=== Task item ===
Among the entries below, copy every line that carries the word "ObservationContext".

Saved data entries
• • • • • • •

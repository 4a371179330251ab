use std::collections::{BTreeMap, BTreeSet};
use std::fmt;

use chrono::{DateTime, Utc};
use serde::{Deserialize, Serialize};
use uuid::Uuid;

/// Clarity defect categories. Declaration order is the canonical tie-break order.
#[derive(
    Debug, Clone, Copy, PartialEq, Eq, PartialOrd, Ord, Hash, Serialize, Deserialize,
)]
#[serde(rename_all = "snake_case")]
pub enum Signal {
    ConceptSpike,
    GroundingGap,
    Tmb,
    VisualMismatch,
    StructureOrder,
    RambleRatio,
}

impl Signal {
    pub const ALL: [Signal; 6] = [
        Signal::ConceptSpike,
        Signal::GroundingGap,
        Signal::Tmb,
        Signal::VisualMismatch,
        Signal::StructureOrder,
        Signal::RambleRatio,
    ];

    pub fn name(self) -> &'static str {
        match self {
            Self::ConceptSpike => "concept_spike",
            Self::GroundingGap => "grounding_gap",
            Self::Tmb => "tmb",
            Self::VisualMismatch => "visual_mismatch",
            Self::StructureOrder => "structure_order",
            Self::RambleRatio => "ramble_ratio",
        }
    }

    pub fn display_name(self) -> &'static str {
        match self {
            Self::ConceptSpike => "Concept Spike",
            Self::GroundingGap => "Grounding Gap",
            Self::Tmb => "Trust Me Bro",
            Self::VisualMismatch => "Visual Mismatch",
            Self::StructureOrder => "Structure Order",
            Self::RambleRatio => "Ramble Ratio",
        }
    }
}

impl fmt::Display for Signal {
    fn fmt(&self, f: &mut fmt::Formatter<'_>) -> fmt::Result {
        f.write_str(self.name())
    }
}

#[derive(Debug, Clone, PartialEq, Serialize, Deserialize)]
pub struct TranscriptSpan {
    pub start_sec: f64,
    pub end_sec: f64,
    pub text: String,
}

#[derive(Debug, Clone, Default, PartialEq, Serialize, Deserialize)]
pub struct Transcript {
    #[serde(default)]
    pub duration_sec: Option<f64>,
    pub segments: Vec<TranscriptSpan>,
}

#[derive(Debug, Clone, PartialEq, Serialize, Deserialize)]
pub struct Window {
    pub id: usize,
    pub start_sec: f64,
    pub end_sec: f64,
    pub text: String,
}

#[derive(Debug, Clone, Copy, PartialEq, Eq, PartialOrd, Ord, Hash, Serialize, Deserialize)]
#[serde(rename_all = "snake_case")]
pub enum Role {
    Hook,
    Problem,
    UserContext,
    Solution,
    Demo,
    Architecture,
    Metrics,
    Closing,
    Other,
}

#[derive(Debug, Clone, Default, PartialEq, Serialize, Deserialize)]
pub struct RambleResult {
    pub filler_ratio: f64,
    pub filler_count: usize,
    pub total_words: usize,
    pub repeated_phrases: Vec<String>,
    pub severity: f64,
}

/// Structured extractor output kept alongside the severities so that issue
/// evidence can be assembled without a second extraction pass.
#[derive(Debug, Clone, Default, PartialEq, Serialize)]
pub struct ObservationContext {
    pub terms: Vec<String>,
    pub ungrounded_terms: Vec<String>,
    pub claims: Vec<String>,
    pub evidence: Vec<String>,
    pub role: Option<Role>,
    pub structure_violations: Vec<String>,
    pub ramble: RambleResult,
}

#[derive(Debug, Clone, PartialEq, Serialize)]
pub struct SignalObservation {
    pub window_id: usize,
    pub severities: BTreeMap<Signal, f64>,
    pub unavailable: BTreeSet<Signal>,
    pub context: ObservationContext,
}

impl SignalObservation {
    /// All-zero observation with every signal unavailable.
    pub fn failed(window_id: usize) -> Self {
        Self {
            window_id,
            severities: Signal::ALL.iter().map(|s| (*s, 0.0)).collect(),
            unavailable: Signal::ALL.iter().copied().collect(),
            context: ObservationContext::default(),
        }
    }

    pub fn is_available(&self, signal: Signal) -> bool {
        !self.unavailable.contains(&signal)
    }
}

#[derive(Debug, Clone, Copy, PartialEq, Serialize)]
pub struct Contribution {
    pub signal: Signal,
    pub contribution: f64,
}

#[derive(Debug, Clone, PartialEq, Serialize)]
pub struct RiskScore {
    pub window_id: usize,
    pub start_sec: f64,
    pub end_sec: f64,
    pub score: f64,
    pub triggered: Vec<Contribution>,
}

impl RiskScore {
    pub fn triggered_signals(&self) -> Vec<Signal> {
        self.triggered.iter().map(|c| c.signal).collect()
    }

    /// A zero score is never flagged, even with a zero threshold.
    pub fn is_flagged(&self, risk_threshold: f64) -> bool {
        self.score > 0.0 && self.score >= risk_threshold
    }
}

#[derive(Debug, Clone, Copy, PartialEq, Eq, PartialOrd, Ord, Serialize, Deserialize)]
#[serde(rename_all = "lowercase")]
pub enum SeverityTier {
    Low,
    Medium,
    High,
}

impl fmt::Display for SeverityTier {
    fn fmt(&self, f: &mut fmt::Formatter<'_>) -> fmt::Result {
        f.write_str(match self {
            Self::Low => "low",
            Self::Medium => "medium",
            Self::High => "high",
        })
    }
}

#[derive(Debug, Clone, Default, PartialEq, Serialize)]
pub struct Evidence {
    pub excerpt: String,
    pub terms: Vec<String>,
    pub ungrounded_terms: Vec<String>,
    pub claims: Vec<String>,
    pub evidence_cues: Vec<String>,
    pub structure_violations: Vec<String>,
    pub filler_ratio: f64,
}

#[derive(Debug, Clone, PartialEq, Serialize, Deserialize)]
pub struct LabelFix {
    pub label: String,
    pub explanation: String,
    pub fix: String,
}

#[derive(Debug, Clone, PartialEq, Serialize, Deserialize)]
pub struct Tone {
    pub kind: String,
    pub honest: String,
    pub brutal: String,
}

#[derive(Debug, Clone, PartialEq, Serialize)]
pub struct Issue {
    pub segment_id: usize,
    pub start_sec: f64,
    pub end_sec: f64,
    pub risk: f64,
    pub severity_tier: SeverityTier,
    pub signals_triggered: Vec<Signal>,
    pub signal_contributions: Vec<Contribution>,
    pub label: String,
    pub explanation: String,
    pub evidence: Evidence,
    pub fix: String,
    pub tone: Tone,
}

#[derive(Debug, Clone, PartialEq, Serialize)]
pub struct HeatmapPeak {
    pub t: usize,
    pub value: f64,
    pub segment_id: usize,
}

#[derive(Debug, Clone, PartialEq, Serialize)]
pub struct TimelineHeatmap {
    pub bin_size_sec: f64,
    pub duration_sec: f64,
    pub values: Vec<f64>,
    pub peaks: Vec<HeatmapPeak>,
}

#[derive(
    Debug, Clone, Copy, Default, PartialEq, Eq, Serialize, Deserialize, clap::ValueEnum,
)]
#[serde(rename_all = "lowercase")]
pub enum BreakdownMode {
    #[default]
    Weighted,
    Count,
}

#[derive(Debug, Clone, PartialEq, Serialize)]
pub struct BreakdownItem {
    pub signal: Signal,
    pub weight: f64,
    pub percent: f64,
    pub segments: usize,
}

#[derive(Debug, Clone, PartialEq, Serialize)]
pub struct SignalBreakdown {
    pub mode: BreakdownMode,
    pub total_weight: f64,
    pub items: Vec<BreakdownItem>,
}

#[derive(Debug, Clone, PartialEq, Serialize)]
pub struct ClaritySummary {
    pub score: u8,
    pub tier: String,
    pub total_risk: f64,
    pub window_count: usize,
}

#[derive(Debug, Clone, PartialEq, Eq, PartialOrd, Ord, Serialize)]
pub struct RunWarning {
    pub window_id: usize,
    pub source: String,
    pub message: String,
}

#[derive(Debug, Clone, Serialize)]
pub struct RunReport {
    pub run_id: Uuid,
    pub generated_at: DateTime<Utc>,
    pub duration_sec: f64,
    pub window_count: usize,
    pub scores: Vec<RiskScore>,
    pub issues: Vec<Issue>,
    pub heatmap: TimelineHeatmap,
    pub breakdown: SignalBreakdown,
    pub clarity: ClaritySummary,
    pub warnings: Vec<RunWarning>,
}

• • • • • • •

=== Response below ===
pub struct ObservationContext {
    pub context: ObservationContext,
            context: ObservationContext::default(),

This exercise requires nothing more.